25 ноября Павел возложил на гроб отца императорскую корону, произведя таким образом коронацию Петра III, которую тот не успел осуществить при жизни.

2 декабря вся царская семья во главе с Павлом шла при восемнадцатиградусном морозе по Невскому проспекту, пока гроб Петра III не поставили рядом с гробом Екатерины. 5 декабря оба гроба были перевезены в Петропавловский собор, где находилась родовая усыпальница дома Романовых.

Лишь 18 декабря состоялись похороны, и эта мрачная погребальная церемония, затянувшаяся почти на полтора месяца, стала как бы символическим прологом нового царствования.

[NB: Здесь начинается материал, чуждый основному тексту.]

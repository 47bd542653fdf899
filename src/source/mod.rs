//! Chunk storage: the system of record for where each byte of a file lives.
//!
//! A [ChunkedSource] is assembled either all at once ([ChunkedSource::new]),
//! progressively as chunks arrive ([ChunkedSourceBuilder]), or by reading a
//! file or reader in bounded increments ([ChunkedSource::from_file],
//! [ChunkedSource::from_reader]).

pub mod builder;
pub mod chunked_source;
mod loader;

pub use builder::ChunkedSourceBuilder;
pub use chunked_source::{Chunk, ChunkedSource};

Известный мемуарист и литератор Ф. Ф. Вигель, обладавший умом злым и острым, спустя много лет после воцарения Павла писал: «Вдруг мы переброшены в самую глубину Азии и должны трепетать перед восточным владыкой, одетым, однако же, в мундир прусского покроя, с претензиями на новейшую французскую любезность и рыцарский дух средних веков: Версаль, Иерусалим и Берлин были его девизом, и, таким образом, всю строгость военной дисциплины и феодальное самоуправление умел он соединить в себе с необузданною властью ханскою и прихотливым деспотизмом французского дореволюционного правительства»[48].

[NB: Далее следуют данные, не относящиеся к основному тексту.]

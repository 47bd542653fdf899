//! The binary stream contract shared by every stream kind.
//!
//! This module provides the [BinaryStream] trait, which a format
//! deserializer can be written against regardless of whether the bytes come
//! from one contiguous buffer ([MemoryStream](crate::stream::MemoryStream))
//! or from many chunks ([WindowedStream](crate::stream::WindowedStream)).

use bytes::Bytes;

use crate::stream::stream_error::Result;

// =#========================================================================#=
// BINARY STREAM (Trait)
// =#========================================================================#=
/// Random-access reading over a logical byte range `[0, length)`.
///
/// Positions are logical: relative to the start of the stream, not to the
/// underlying file. Every range violation is reported as an
/// [OutOfRange](crate::stream::StreamErrorKind::OutOfRange) error carrying the
/// exact number of missing bytes. A stream that failed a bounds check is left
/// in an unspecified state and should be discarded.
pub trait BinaryStream {
    /// Logical length of the stream.
    fn length(&self) -> u64;

    /// Current cursor, in `[0, length]` for a healthy stream.
    fn position(&self) -> u64;

    /// Moves the cursor.
    ///
    /// A non-negative `position` is taken as is, a negative one counts back
    /// from the end (`-1` is the last byte). Nothing is checked here; a
    /// position past the end surfaces at the next read or skip.
    fn seek(&mut self, position: i64);

    /// Advances the cursor by `offset` bytes.
    ///
    /// # Errors
    /// Returns OutOfRange if the cursor ends up past the end. The cursor is
    /// not restored.
    fn skip(&mut self, offset: u64) -> Result<()>;

    /// Returns the next `length` bytes (all remaining bytes for `None`)
    /// without moving the cursor.
    ///
    /// # Errors
    /// Returns OutOfRange if fewer than `length` bytes remain.
    fn peek(&mut self, length: Option<usize>) -> Result<Bytes>;

    /// Returns the next `length` bytes (all remaining bytes for `None`)
    /// and advances the cursor past them.
    ///
    /// # Errors
    /// Returns OutOfRange if fewer than `length` bytes remain.
    fn read(&mut self, length: Option<usize>) -> Result<Bytes>;

    /// Reads a single byte.
    ///
    /// # Errors
    /// Returns OutOfRange at the end of the stream.
    fn byte(&mut self) -> Result<u8>;

    /// Carves the next `length` bytes off as an independent stream and
    /// advances this stream's cursor past them.
    ///
    /// # Errors
    /// Returns OutOfRange if fewer than `length` bytes remain.
    fn stream(&mut self, length: u64) -> Result<Self>
    where
        Self: Sized;

    /// Number of bytes between the cursor and the end (0 if past the end).
    fn remaining(&self) -> u64 {
        self.length().saturating_sub(self.position())
    }

    /// Check if at end of data.
    ///
    /// # Returns
    /// `true` if at or beyond the end of data, `false` otherwise
    fn is_eof(&self) -> bool {
        self.position() >= self.length()
    }

    /// Reads all remaining bytes.
    fn read_to_end(&mut self) -> Result<Bytes> {
        self.read(None)
    }

    /// Reads exactly `N` bytes into an array, e.g. for fixed-width header fields.
    ///
    /// # Example
    /// ```
    /// use chunkstream::{BinaryStream, MemoryStream};
    ///
    /// let mut stream = MemoryStream::from_vec(vec![0x2a, 0, 0, 0, 7]);
    /// let magic = u32::from_le_bytes(stream.read_array()?);
    /// assert_eq!(magic, 42);
    /// assert_eq!(stream.byte()?, 7);
    /// # Ok::<(), chunkstream::StreamError>(())
    /// ```
    fn read_array<const N: usize>(&mut self) -> Result<[u8; N]>
    where
        Self: Sized,
    {
        let bytes = self.read(Some(N))?;
        let mut array = [0u8; N];
        array.copy_from_slice(&bytes);
        Ok(array)
    }
}

/// Number of bytes a read of `length` asks for, defaulting to the rest of the stream.
pub(crate) fn requested_length<S: BinaryStream + ?Sized>(stream: &S, length: Option<usize>) -> usize {
    length.unwrap_or_else(|| usize::try_from(stream.remaining()).unwrap_or(usize::MAX))
}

Не желая повторять ошибок, допущенных в начале царствования Петром III, Павел решил ускорить собственную коронацию и объявил о ней в тот самый день, 18 декабря, когда состоялось погребение Петра III и Екатерины II в Петропавловском соборе.

В конце марта 1797 года Павел с семьёй и большой свитой выехал на коронационные торжества в Москву, где по извечной традиции в Успенском соборе Кремля и был произведён этот обряд.

Коронация отличалась необычайной пышностью и торжественностью и происходила в воскресенье 5 апреля, в день Пасхи. После того как корона Российской империи была возложена на голову Павла, он прочёл акт о престолонаследии и оставил его в специально откованном для этого серебряном ковчеге, помещённом навечно в алтаре Успенского собора.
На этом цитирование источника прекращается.